Teenagers ‘too keen’ to settle down

Family|August 25th 2016

Parents are worried their teenage children may be too keen to settle down, a survey suggests.

In a recent poll of more than 2,000 people, the vast majority of 16 to 18 year-olds – around three quarters – said stability was something they wanted from life. Upon completing their education, 41 per cent of young participants wanted to go straight into a job. More than a quarter – 28 per cent – said their priority was to find a job which pays well.

Meanwhile, only 18 per cent of parents in the survey said that was the life they wanted for their children. In fact, 75 per cent claimed they wanted their children to start a family once they have had a lot of “life experiences” such as travel.

One in four parents worried their children would miss out on the chance to see the world if they focused on work immediately.
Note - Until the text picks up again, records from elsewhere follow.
//! Scenario: a sync pass over on-disk exports rewrites only status columns.
//!
//! # Invariants under test
//!
//! 1. History rows carry `row-<n>` ids, so issues point at sheet rows.
//! 2. Only rows the plan schedules are changed, and only in columns E..H.
//! 3. Columns the sync does not own (notes, priority, extra columns) survive
//!    the rewrite byte for byte.
//! 4. A second pass over the rewritten table schedules nothing.

use std::fs;

use chrono::{TimeZone, Utc};
use eqt_normalize::IdentifierPolicy;
use eqt_reconcile::{reconcile, IssueKind};
use eqt_store::{read_history_file, EquipmentSheet};
use eqt_sync::{plan_sync, SyncOptions};

const HISTORY: &str = "\
Timestamp,Nama Alat,Merk,Tipe,Serial Number,Aksi,Teknisi,Lokasi,Catatan
01/03/2024 08:00,Multimeter,Fluke,87V,SN-1,Peminjaman,Budi,Site A,
02/03/2024 08:00,Drill,Bosch,GSR,SN-2,Pengembalian,Sari,,salah input
03/03/2024 08:00,Ladder,Krisbow,,sn_3,Peminjaman,Andi,Site C,
";

const TABLE: &str = "\
Nama,Merk,Tipe,Serial,Status,Lokasi,Pemegang,Update,Kondisi,Catatan,Prioritas,Extra
Multimeter,Fluke,87V,SN-1,available,Gudang,-,,Aktif,kalibrasi,high,x1
Drill,Bosch,GSR,SN-2,available,Gudang,-,2024-01-01T00:00:00.000Z,Aktif,,low,x2
Ladder,Krisbow,,SN-3,borrowed,Site C,Andi,,Aktif,,,x3
";

#[test]
fn sync_pass_rewrites_only_owned_columns() {
    let dir = tempfile::tempdir().expect("tempdir");
    let history_path = dir.path().join("history.csv");
    let table_path = dir.path().join("equipment.csv");
    fs::write(&history_path, HISTORY).expect("write history");
    fs::write(&table_path, TABLE).expect("write table");

    let history = read_history_file(&history_path).expect("read history");
    let result = reconcile(&history);

    let orphan = result
        .issues
        .iter()
        .find(|e| e.issue_kind == Some(IssueKind::OrphanCheckin))
        .expect("orphan checkin");
    assert_eq!(orphan.event_id(), "row-3");

    let mut sheet = EquipmentSheet::read_file(&table_path).expect("read table");
    let plan = plan_sync(
        &sheet.typed_rows(),
        &result,
        &IdentifierPolicy::default(),
        SyncOptions::default(),
    );
    let rows: Vec<usize> = plan.changes.iter().map(|c| c.row_number).collect();
    assert_eq!(rows, vec![2]);

    let now = Utc.with_ymd_and_hms(2024, 3, 5, 10, 0, 0).single().expect("ts");
    sheet.apply_changes(&plan.changes, now).expect("apply");
    sheet.write_file(&table_path).expect("write");

    let written = fs::read_to_string(&table_path).expect("reread");
    let lines: Vec<&str> = written.lines().collect();
    assert_eq!(lines[0], TABLE.lines().next().expect("header"));
    assert_eq!(
        lines[1],
        "Multimeter,Fluke,87V,SN-1,borrowed,Site A,Budi,2024-03-05T10:00:00.000Z,Aktif,kalibrasi,high,x1"
    );
    assert_eq!(lines[2], TABLE.lines().nth(2).expect("row 3"));
    assert_eq!(lines[3], TABLE.lines().nth(3).expect("row 4"));
    assert!(!dir.path().join("equipment.csv.tmp").exists());

    let sheet = EquipmentSheet::read_file(&table_path).expect("read again");
    let again = plan_sync(
        &sheet.typed_rows(),
        &result,
        &IdentifierPolicy::default(),
        SyncOptions::default(),
    );
    assert!(again.changes.is_empty());
}

#[test]
fn missing_file_is_an_io_error() {
    let dir = tempfile::tempdir().expect("tempdir");
    let err = read_history_file(&dir.path().join("nope.csv")).expect_err("missing");
    assert!(err.to_string().contains("nope.csv"));
}

#[test]
fn interior_blank_history_row_counts_as_ignored_record() {
    let src = "\
Timestamp,Nama Alat,Merk,Tipe,Serial Number,Aksi,Teknisi,Lokasi,Catatan
01/03/2024 08:00,Multimeter,Fluke,87V,SN-1,Peminjaman,Budi,Site A,
,,,,,,,,
02/03/2024 08:00,Multimeter,Fluke,87V,SN-1,Pengembalian,Budi,,
,,,,,,,,
";
    let history = eqt_store::read_history_str(src).expect("parse");
    assert_eq!(history.len(), 3);

    let result = reconcile(&history);
    assert_eq!(result.ignored_identifier_count, 1);
    let blank = result
        .issues
        .iter()
        .find(|e| e.issue_kind == Some(IssueKind::InvalidIdentifier))
        .expect("blank row quarantined");
    assert_eq!(blank.event_id(), "row-3");

    let sheet = EquipmentSheet::read_str(TABLE).expect("table");
    let plan = plan_sync(
        &sheet.typed_rows(),
        &result,
        &IdentifierPolicy::default(),
        SyncOptions::default(),
    );
    assert_eq!(plan.stats.history_records, 3);
    assert_eq!(plan.stats.ignored_history_records, 1);
    assert_eq!(plan.stats.valid_history_records, 2);
}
Although more than half said they wanted their children to make time in their lives to travel before they thought about a family, only 19 per cent of young people planned on doing so.

Marriage was also important to the young people surveyed. As many as 63 per cent said they wanted to be married before they had any children.

Jackie Leiper is a panellist at the Centre for the Modern Family, a think tank founded by investment firm Scottish Widows who published the survey. She said the very different attitudes of the generations were probably rooted in the fact that the young people had “grown up in the shadows of a recession”.

Although the young people’s attitudes were “commendable”, Leiper insisted it was still important they are “encouraged and supported by their families and educators to help them reach their goals” whatever they may be.

Ideally, young people should be able to achieve what they want from life “without feeling under undue amounts of pressure and stress” she added.

Photo by Wyatt Fisher take two via Flickr under a Creative Commons licence.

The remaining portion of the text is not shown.